● **WORK ITEM**
Please set down each line of the data again, unchanged.

(RECORD EXCERPTS begins)

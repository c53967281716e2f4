//! Typed DELETE builder.

use std::marker::PhantomData;

use crate::expr::Expr;
use crate::queryable::Queryable;
use crate::table::Table;

use super::{DeleteIr, DmlIr, Returning, SourceId};

pub struct Delete<T: Table> {
    pub(crate) ir: DeleteIr,
    marker: PhantomData<fn() -> T>,
}

impl<T: Table> Delete<T> {
    /// `DELETE FROM t WHERE pred`; a constant `true` predicate still
    /// renders `WHERE ?` with the boolean bound.
    pub fn new(pred: impl FnOnce(T::Expr) -> Expr<bool>) -> Self {
        let source = SourceId::next();
        let pred = pred(T::exprs(source));
        Delete {
            ir: DeleteIr {
                table: T::schema(),
                source,
                where_: vec![pred.kind],
                returning: None,
            },
            marker: PhantomData,
        }
    }

    pub fn ir(&self) -> &DeleteIr {
        &self.ir
    }

    pub fn filter(mut self, pred: impl FnOnce(T::Expr) -> Expr<bool>) -> Self {
        let pred = pred(T::exprs(self.ir.source));
        self.ir.where_.push(pred.kind);
        self
    }

    /// Dialect-gated `RETURNING expr-list`.
    pub fn returning<R: Queryable>(mut self, f: impl FnOnce(T::Expr) -> R) -> Returning<R> {
        let shape = f(T::exprs(self.ir.source));
        self.ir.returning = Some(shape.projection());
        Returning {
            dml: DmlIr::Delete(self.ir),
            shape,
        }
    }
}

#[cfg(test)]
mod test {
    use crate::Table;

    crate::table! {
        table = "purchase";
        pub struct Purchase / PurchaseExpr / PurchaseCols {
            id: i64 [primary_key auto_increment],
            product_id: i64,
            count: i32,
        }
    }

    #[test]
    fn test_delete_predicate() {
        let delete = Purchase::delete(|p| p.count.eq(0));
        assert_eq!(delete.ir().where_.len(), 1);
        assert_eq!(delete.ir().table.name, "purchase");
    }
}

(RECORD EXCERPTS ends)

● **EXERCISE SOLUTION**
repository c53967281716e2f4
//! Typed DELETE builder.

use std::marker::PhantomData;

use crate::expr::Expr;
use crate::queryable::Queryable;
use crate::table::Table;

use super::{DeleteIr, DmlIr, Returning, SourceId};

pub struct Delete<T: Table> {
    pub(crate) ir: DeleteIr,
    marker: PhantomData<fn() -> T>,
}

impl<T: Table> Delete<T> {
    /// `DELETE FROM t WHERE pred`; a constant `true` predicate still
    /// renders `WHERE ?` with the boolean bound.
    pub fn new(pred: impl FnOnce(T::Expr) -> Expr<bool>) -> Self {
        let source = SourceId::next();
        let pred = pred(T::exprs(source));
        Delete {
            ir: DeleteIr {
                table: T::schema(),
                source,
                where_: vec![pred.kind],
                returning: None,
            },
            marker: PhantomData,
        }
    }

    pub fn ir(&self) -> &DeleteIr {
        &self.ir
    }

    pub fn filter(mut self, pred: impl FnOnce(T::Expr) -> Expr<bool>) -> Self {
        let pred = pred(T::exprs(self.ir.source));
        self.ir.where_.push(pred.kind);
        self
    }

    /// Dialect-gated `RETURNING expr-list`.
    pub fn returning<R: Queryable>(mut self, f: impl FnOnce(T::Expr) -> R) -> Returning<R> {
        let shape = f(T::exprs(self.ir.source));
        self.ir.returning = Some(shape.projection());
        Returning {
            dml: DmlIr::Delete(self.ir),
            shape,
        }
    }
}

#[cfg(test)]
mod test {
    use crate::Table;

    crate::table! {
        table = "purchase";
        pub struct Purchase / PurchaseExpr / PurchaseCols {
            id: i64 [primary_key auto_increment],
            product_id: i64,
            count: i32,
        }
    }

    #[test]
    fn test_delete_predicate() {
        let delete = Purchase::delete(|p| p.count.eq(0));
        assert_eq!(delete.ir().where_.len(), 1);
        assert_eq!(delete.ir().table.name, "purchase");
    }
}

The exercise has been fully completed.